Kvaratskhelia meglio di Dembelé: numeri pazzeschi in Champions

Kvaratskhelia meglio di Dembelé: numeri pazzeschi in Champions

È impossibile non restare impressionati dalla prestazione di Khvicha Kvaratskhelia nella sfida di Champions League tra PSG e Liverpool. Il talento georgiano, protagonista con il suo gol decisivo che ha fissato il punteggio sul 2-0 nel match d’andata dei quarti di finale, conferma ancora una volta di giocare una Champions League da autentico protagonista. Una serata da incorniciare per il numero 77 parigino, capace non solo di trovare la rete ma di essere la spina nel fianco della difesa reds per tutti i 90 minuti.

Con quella di oggi, Kvaratskhelia è diventato il primo giocatore del PSG a segnare per quattro gare consecutive nella fase a eliminazione diretta della Champions League. Un record importante che sottolinea la continuità e l’impatto decisivo che il classe 1999 ha nei momenti più delicati della competizione europea. Un premio meritatissimo gli è arrivato dalla UEFA, che lo ha incoronato Man of the Match, grazie a numeri fenomenali: 1 gol con 1.12 xGOT, 93% di passaggi riusciti, 7 duelli vinti e 6 progressioni palla al piede.
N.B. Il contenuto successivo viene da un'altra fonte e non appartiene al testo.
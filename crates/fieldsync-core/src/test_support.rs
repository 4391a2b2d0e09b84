//! In-process doubles shared by the unit tests.

use std::collections::{HashMap, VecDeque};
use std::sync::atomic::{AtomicUsize, Ordering};
use std::sync::{Arc, Mutex};
use std::time::Duration;

use async_trait::async_trait;

use crate::exchange::{ExchangeAck, ExchangeError, ServerExchange};
use crate::models::QueueItem;

enum Reply {
    Respond(Result<ExchangeAck, ExchangeError>),
    Hang,
}

/// Server that answers from a per-entity script and accepts anything unscripted
#[derive(Default)]
pub struct ScriptedExchange {
    script: Mutex<HashMap<String, VecDeque<Reply>>>,
    submissions: Mutex<Vec<QueueItem>>,
    latency: Option<Duration>,
    in_flight: AtomicUsize,
    max_in_flight: AtomicUsize,
}

impl ScriptedExchange {
    pub fn new() -> Arc<Self> {
        Arc::new(Self::default())
    }

    /// Every submission takes `latency` before answering
    pub fn with_latency(latency: Duration) -> Arc<Self> {
        Arc::new(Self {
            latency: Some(latency),
            ..Self::default()
        })
    }

    pub fn respond(&self, entity_id: &str, reply: Result<ExchangeAck, ExchangeError>) {
        self.push(entity_id, Reply::Respond(reply));
    }

    /// The next submission for `entity_id` never answers
    pub fn hang(&self, entity_id: &str) {
        self.push(entity_id, Reply::Hang);
    }

    pub fn submissions(&self) -> Vec<QueueItem> {
        self.submissions.lock().unwrap().clone()
    }

    pub fn submitted_entities(&self) -> Vec<String> {
        self.submissions()
            .into_iter()
            .map(|item| item.entity_id)
            .collect()
    }

    /// Highest number of submissions that were awaiting an answer at once
    pub fn max_in_flight(&self) -> usize {
        self.max_in_flight.load(Ordering::SeqCst)
    }

    fn push(&self, entity_id: &str, reply: Reply) {
        self.script
            .lock()
            .unwrap()
            .entry(entity_id.to_string())
            .or_default()
            .push_back(reply);
    }
}

#[async_trait]
impl ServerExchange for ScriptedExchange {
    async fn submit(&self, item: &QueueItem) -> Result<ExchangeAck, ExchangeError> {
        self.submissions.lock().unwrap().push(item.clone());
        let reply = self
            .script
            .lock()
            .unwrap()
            .get_mut(&item.entity_id)
            .and_then(VecDeque::pop_front);

        let current = self.in_flight.fetch_add(1, Ordering::SeqCst) + 1;
        self.max_in_flight.fetch_max(current, Ordering::SeqCst);
        if let Some(latency) = self.latency {
            tokio::time::sleep(latency).await;
        }
        if matches!(reply, Some(Reply::Hang)) {
            std::future::pending::<()>().await;
        }
        self.in_flight.fetch_sub(1, Ordering::SeqCst);

        match reply {
            Some(Reply::Respond(result)) => result,
            Some(Reply::Hang) | None => Ok(ExchangeAck::default()),
        }
    }
}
Dati che testimoniano una prestazione dominante dal punto di vista tecnico e atletico.

Il suo impatto nel PSG è innegabile, e il Parco dei Principi si lecca le ferite per una stagione europea che rischia di complicarsi, soprattutto in vista del ritorno in casa del Liverpool. Ma chi conosce bene l’ex Napoli sa che Kvaratskhelia non è nuovo a queste imprese. In questa stagione di Champions League, l’ala georgiana ha segnato 8 gol e fornito 5 assist in appena 12 partite, confermandosi un elemento chiave del progetto tecnico di Antonio Conte al PSG.

La lista dei suoi contributi è lunga e variegata: gol all’Atalanta nel 4-0 del 17 settembre, un gol e un assist nel convincente 7-1 rifilato al Bayer Leverkusen, assist nella vittoria per 5-3 contro il Tottenham, rete anche nella sconfitta contro lo Sporting Lisbona, assist preziosi nel pareggio con il Newcastle, gol nel 2-2 a Monaco, così come una doppietta e un assist nella doppia sfida contro il Chelsea negli ottavi di finale, senza dimenticare la recente rete contro il Liverpool. Le sole tre partite in cui è rimasto a secco sono state contro Bayern Monaco, Athletic Bilbao e nell’andata del playoff contro il Monaco.

A soli 25 anni, Kvaratskhelia – che conta 13 gol e 8 assist in 39 presenze stagionali – dimostra una maturità incredibile e un talento in continua crescita, con davanti a sé una carriera destinata a grandi traguardi in una squadra di altissimo livello come il PSG. Un elemento che sta ricoprendo un ruolo fondamentale nella rinascita dei parigini, soprattutto sotto la guida di Antonio Conte.

Un confronto che rende ancora più evidente la classe di Kvaratskhelia riguarda un altro attaccante di spicco del PSG, il francese Ousmane Dembélé, uno dei pochi campioni nella rosa parigina ad aver vinto il Pallone d’Oro. Tuttavia, i numeri del francese in Champions League non sono altrettanto brillanti: 2 gol e 1 assist in 493 minuti giocati, spesso limitati da problemi fisici e diverse assenze. Dembélé ha giocato da titolare in 5 delle 9 gare sinora disputate, ma ha dovuto saltare 4 match, cifre nettamente inferiori rispetto all’instancabile Kvaratskhelia.

In una stagione europea che entra nel vivo, Kvaratskhelia ha confermato di essere una vera e propria arma in più per il PSG, un talento capace di rispondere presente nelle sfide importanti, sempre con il gol o la giocata decisiva. Napoli, città che lo ha visto crescere e brillare, può ben vantarsi di aver lanciato un astro destinato a lasciare un segno significativo anche nel calcio continentale.